34 Il y a donc lieu d'entendre par "mesures provisoires ou conservatoires" au sens de l'article 24 les mesures qui, dans les matières relevant du champ d'application de la convention, sont destinées à maintenir une situation de fait ou de droit afin de sauvegarder des droits dont la reconnaissance est par ailleurs demandée au juge du fond.
35 Une action du type de l'action "paulienne" du droit français, si elle permet de protéger le droit de gage du créancier en évitant l'appauvrissement volontaire du patrimoine de son débiteur, n'a pas pour objet de maintenir une situation de fait ou de droit dans l'attente d'une décision du juge sur le fond.
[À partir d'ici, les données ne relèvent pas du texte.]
//! In-memory marker catalog.
//!
//! Records which marker kinds are selectors and which are groups (with their
//! declared members). Selector and group status are properties of a marker's
//! *kind*: `CheckRole(role=admin)` and `CheckRole(role=user)` are distinct tags
//! but both are selectors once `CheckRole` is registered.

use std::collections::{BTreeMap, BTreeSet};

use parking_lot::RwLock;
use proxy_intercept_core::MarkerMetadata;
use proxy_intercept_types::Tag;
use tracing::debug;

/// Thread-safe selector/group catalog.
#[derive(Debug, Default)]
pub struct MarkerCatalog {
    /// Marker kinds usable as behavior selectors
    selectors: RwLock<BTreeSet<String>>,
    /// Group kind -> declared member markers
    groups: RwLock<BTreeMap<String, Vec<Tag>>>,
}

impl MarkerCatalog {
    pub fn new() -> Self {
        Self::default()
    }

    /// Register a marker kind as a selector. Returns `false` if it already was.
    pub fn register_selector(&self, kind: impl Into<String>) -> bool {
        let kind = kind.into();
        debug!(kind = %kind, "registering selector marker");
        self.selectors.write().insert(kind)
    }

    /// Declare a group kind and its member markers, replacing any previous
    /// declaration. Returns the replaced members, if any.
    pub fn register_group(&self, kind: impl Into<String>, members: Vec<Tag>) -> Option<Vec<Tag>> {
        let kind = kind.into();
        debug!(kind = %kind, members = members.len(), "registering marker group");
        self.groups.write().insert(kind, members)
    }

    pub fn unregister_selector(&self, kind: &str) -> bool {
        self.selectors.write().remove(kind)
    }

    pub fn unregister_group(&self, kind: &str) -> Option<Vec<Tag>> {
        self.groups.write().remove(kind)
    }

    pub fn is_selector_kind(&self, kind: &str) -> bool {
        self.selectors.read().contains(kind)
    }

    pub fn is_group_kind(&self, kind: &str) -> bool {
        self.groups.read().contains_key(kind)
    }

    /// Registered selector kinds, sorted.
    pub fn selector_kinds(&self) -> Vec<String> {
        self.selectors.read().iter().cloned().collect()
    }

    /// Registered groups and their members, sorted by group kind.
    pub fn groups(&self) -> Vec<(String, Vec<Tag>)> {
        self.groups
            .read()
            .iter()
            .map(|(k, v)| (k.clone(), v.clone()))
            .collect()
    }
}

impl MarkerMetadata for MarkerCatalog {
    fn is_selector(&self, tag: &Tag) -> bool {
        self.is_selector_kind(tag.kind())
    }

    fn is_group(&self, tag: &Tag) -> bool {
        self.is_group_kind(tag.kind())
    }

    fn group_members(&self, tag: &Tag) -> Vec<Tag> {
        self.groups.read().get(tag.kind()).cloned().unwrap_or_default()
    }
}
Elle tend à ce que le juge modifie la situation juridique du patrimoine du débiteur et de celui du bénéficiaire en ordonnant la révocation, à l'égard du créancier, de l'acte de disposition passé par le débiteur en fraude de ses droits. Elle ne saurait, par suite, être qualifiée de mesure provisoire ou conservatoire au sens de l'article 24 de la convention.
36 Il résulte de ce qui précède qu'il y a lieu de répondre au juge de renvoi qu'une action prévue par le droit national, telle l'action "paulienne" du droit français, par laquelle un créancier tend à obtenir la révocation, à son égard, d'un acte translatif de droits réels immobiliers accompli par son débiteur d'une façon qu'il estime être en fraude de ses droits ne relève pas du champ d'application des articles 5, paragraphe 3, 16, paragraphe 5, et 24 de la convention du 27 septembre 1968 concernant la compétence judiciaire et l'exécution des décisions en matière civile et commerciale.
Sur les dépens
37 Les frais exposés par la Commission des Communautés européennes, qui a soumis des observations à la Cour, ne peuvent faire l'objet d'un remboursement. La procédure revêtant, à l'égard des parties au principal, le caractère d'un incident soulevé devant la juridiction nationale, il appartient à celle-ci de statuer sur les dépens.
Par ces motifs,
LA COUR (cinquième chambre),
Statuant sur la question à elle soumise par la Cour d'appel d'Aix-en-Provence, par arrêt du 7 mai 1990, dit pour droit:
Une action prévue par le droit national, telle l'action "paulienne" du droit français, par laquelle un créancier tend à obtenir la révocation, à son égard, d'un acte translatif de droits réels immobiliers accompli par son débiteur d'une façon qu'il estime être en fraude de ses droits ne relève pas du champ d'application des articles 5, paragraphe 3, 16, paragraphe 5, et 24 de la convention du 27 septembre 1968 concernant la compétence judiciaire et l'exécution des décisions en matière civile et commerciale.